Myra comes to us from the teaching profession, where she trained as both an educational psychologist and a child psychotherapist. She has also trained as an adult and child trauma psychotherapist, and has taught on D1, M4, M7 and M34. She runs the trauma workshop for the Year 2 students as well as individual and group supervisions. She has particular interest in autistic spectrum conditions, trauma, body-based therapy, working in schools, using mindfulness and meditation in therapeutic work and group work with children and adolescents.

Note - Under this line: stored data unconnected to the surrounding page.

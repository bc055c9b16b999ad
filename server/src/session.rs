//! Per-connection session state machine
//!
//! A session starts `Connected`, becomes `Spawned` once the client asks to
//! join, and ends `Disconnected` when the transport goes away. Handlers never
//! touch sockets: they mutate the [`World`] and return the messages to send,
//! leaving delivery to the network layer.

use crate::utils::{random_color, random_point};
use crate::world::{ConnectionId, RegistryError, World};
use log::{debug, info};
use rand::Rng;
use shared::config::STARTER_XP_MAX;
use shared::{BlobState, ClientMessage, Player, PlayerId, PlayerState, ServerMessage};
use thiserror::Error;

/// Name given to players that spawn without one.
pub const DEFAULT_PLAYER_NAME: &str = "unknown";

#[derive(Debug, Clone, Copy, PartialEq, Eq)]
pub enum SessionState {
    Connected,
    Spawned { player_id: PlayerId },
    Disconnected,
}

/// Reasons a session must be closed.
#[derive(Debug, Error)]
pub enum SessionError {
    #[error("protocol violation: {0}")]
    ProtocolViolation(String),
    #[error("server full: {0}")]
    CapacityExceeded(#[from] RegistryError),
}

/// A message produced by a handler, addressed by connection.
#[derive(Debug, Clone, PartialEq)]
pub enum Outgoing {
    Send {
        to: ConnectionId,
        message: ServerMessage,
    },
    /// Delivered to every connection that owns a player, minus `exclude`.
    Broadcast {
        message: ServerMessage,
        exclude: Option<ConnectionId>,
    },
}

#[derive(Debug)]
pub struct Session {
    connection: ConnectionId,
    state: SessionState,
}

impl Session {
    pub fn new(connection: ConnectionId) -> Self {
        Self {
            connection,
            state: SessionState::Connected,
        }
    }

    pub fn connection(&self) -> ConnectionId {
        self.connection
    }

    pub fn state(&self) -> SessionState {
        self.state
    }

    pub fn player_id(&self) -> Option<PlayerId> {
        match self.state {
            SessionState::Spawned { player_id } => Some(player_id),
            _ => None,
        }
    }

    /// Applies one decoded client message to the world.
    pub fn handle<R: Rng + ?Sized>(
        &mut self,
        world: &mut World,
        message: ClientMessage,
        rng: &mut R,
    ) -> Result<Vec<Outgoing>, SessionError> {
        match (self.state, message) {
            (SessionState::Connected, ClientMessage::Spawn { name }) => {
                self.spawn(world, name, rng)
            }
            (
                SessionState::Spawned { player_id },
                ClientMessage::Move {
                    direction,
                    magnitude,
                },
            ) => {
                self.apply_move(world, player_id, direction, magnitude)?;
                Ok(Vec::new())
            }
            (state, message) => {
                debug!(
                    "Ignoring {:?} from connection {} in state {:?}",
                    message, self.connection, state
                );
                Ok(Vec::new())
            }
        }
    }

    fn spawn<R: Rng + ?Sized>(
        &mut self,
        world: &mut World,
        name: String,
        rng: &mut R,
    ) -> Result<Vec<Outgoing>, SessionError> {
        let player_id = world.allocate_id()?;

        let name = if name.is_empty() {
            DEFAULT_PLAYER_NAME.to_string()
        } else {
            name
        };
        let position = random_point(rng, world.config().map_size);
        let starter_xp = rng.gen::<f32>() * STARTER_XP_MAX;
        let player = Player::new(player_id, name, random_color(rng), position, starter_xp);

        info!(
            "Connection {} spawned player {} ({}) at ({:.0}, {:.0})",
            self.connection, player_id, player.name, position.x, position.y
        );

        let state = PlayerState::from(&player);
        world.add_player(self.connection, player);
        self.state = SessionState::Spawned { player_id };

        let mut outgoing = vec![
            Outgoing::Send {
                to: self.connection,
                message: ServerMessage::AddPlayer {
                    player: state.clone(),
                    is_mine: true,
                },
            },
            Outgoing::Broadcast {
                message: ServerMessage::AddPlayer {
                    player: state,
                    is_mine: false,
                },
                exclude: Some(self.connection),
            },
        ];

        // Catch-up for the new session only
        outgoing.extend(
            world
                .all_players()
                .iter()
                .filter(|p| p.id != player_id)
                .map(|p| Outgoing::Send {
                    to: self.connection,
                    message: ServerMessage::AddPlayer {
                        player: PlayerState::from(p),
                        is_mine: false,
                    },
                }),
        );
        outgoing.extend(world.xp_blobs().iter().map(|blob| Outgoing::Send {
            to: self.connection,
            message: ServerMessage::AddBlob(BlobState::from(blob)),
        }));

        Ok(outgoing)
    }

    fn apply_move(
        &self,
        world: &mut World,
        player_id: PlayerId,
        direction: Option<f32>,
        magnitude: f32,
    ) -> Result<(), SessionError> {
        if direction.map_or(false, |d| !d.is_finite()) {
            return Err(SessionError::ProtocolViolation(format!(
                "non-finite move direction {:?}",
                direction
            )));
        }
        if !magnitude.is_finite() {
            return Err(SessionError::ProtocolViolation(format!(
                "non-finite move magnitude {}",
                magnitude
            )));
        }

        if let Some(player) = world.find_player_mut(player_id) {
            player.set_movement(direction, magnitude);
        }
        Ok(())
    }

    /// Tears the session down. Safe to call more than once.
    pub fn disconnect(&mut self, world: &mut World) -> Vec<Outgoing> {
        let previous = std::mem::replace(&mut self.state, SessionState::Disconnected);

        match previous {
            SessionState::Spawned { player_id } => {
                world.remove_player(player_id);
                world.release_id(player_id);
                info!(
                    "Connection {} left, removed player {}",
                    self.connection, player_id
                );
                vec![Outgoing::Broadcast {
                    message: ServerMessage::RemovePlayer { id: player_id },
                    exclude: Some(self.connection),
                }]
            }
            SessionState::Connected => {
                info!("Connection {} left without spawning", self.connection);
                Vec::new()
            }
            SessionState::Disconnected => Vec::new(),
        }
    }
}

Myra identifies as a white, female, heterosexual of Jewish origin (but not religious) and with a working-class background. She says that it was her experience of teaching that drew her to the mentoring role. “I love teaching and I was a teacher before I was a psychotherapist. That was my first job, and I did it for 20 years. Partly, I like to impart knowledge and information that I feel has been helpful to me and I like learning and I learn a lot from the students that I work with. It’s a bit like carrying on a lineage.”

She has had a varied experience of teaching and learning and said, “I went to school, went to university, had some good teachers, had some less good. And I’ve had some brilliant teachers during my training at the Tavi. So, I developed some ideas of what it is like when you have a good teacher. But I’ve had times where I felt like an outsider, many of us have. I think it’s nice to be able to help people who have been in the same boat, or if not in exactly the same boat (as I’m not a Black Asian & Minority Ethnic student) having the same feelings.

Myra believes that the bursary programme has made a lot of difference and said, “Some students feel alone. Then there’s the ‘If only this, if only that’ aspect. It can be helpful to have somebody you know that you can relate to. It’s a bit like going to a therapist; the student knows what they can bring, and they have control over what’s discussed. I think the mentor can be a great deal of help in building up somebody’s confidence and for running through things they might want to discuss at seminars or put in their essays.

“They can use the mentor as someone to run ideas through before they go into the lion’s den, which it is, because it’s the Tavistock. The Tavistock has got a massive reputation and people can idealise it massively. They can also become very disillusioned when they find that isn’t quite what they’ve expected. So, I think that having a mentor can really help with understanding the contradictions that make up the Tavistock, as in any organisation. The mentor can also be very helpful in working through with the mentee exactly what to make of it and maybe reach a different perception or a plan of action depending on what the situation is and what is called for.

“As a mentor, I’m not a judge and that makes a big difference. Whether there’s a teacher who seems like a judgmental person or not, they’re often experienced as one because of their role. I’ve had different students all wanting different things, but ultimately, I think the basic thing is, ‘Can I fit into the Tavistock?’ That seems to be the basic question. And it’s a great question, probably, for everyone that comes to the Tavistock, staff included.”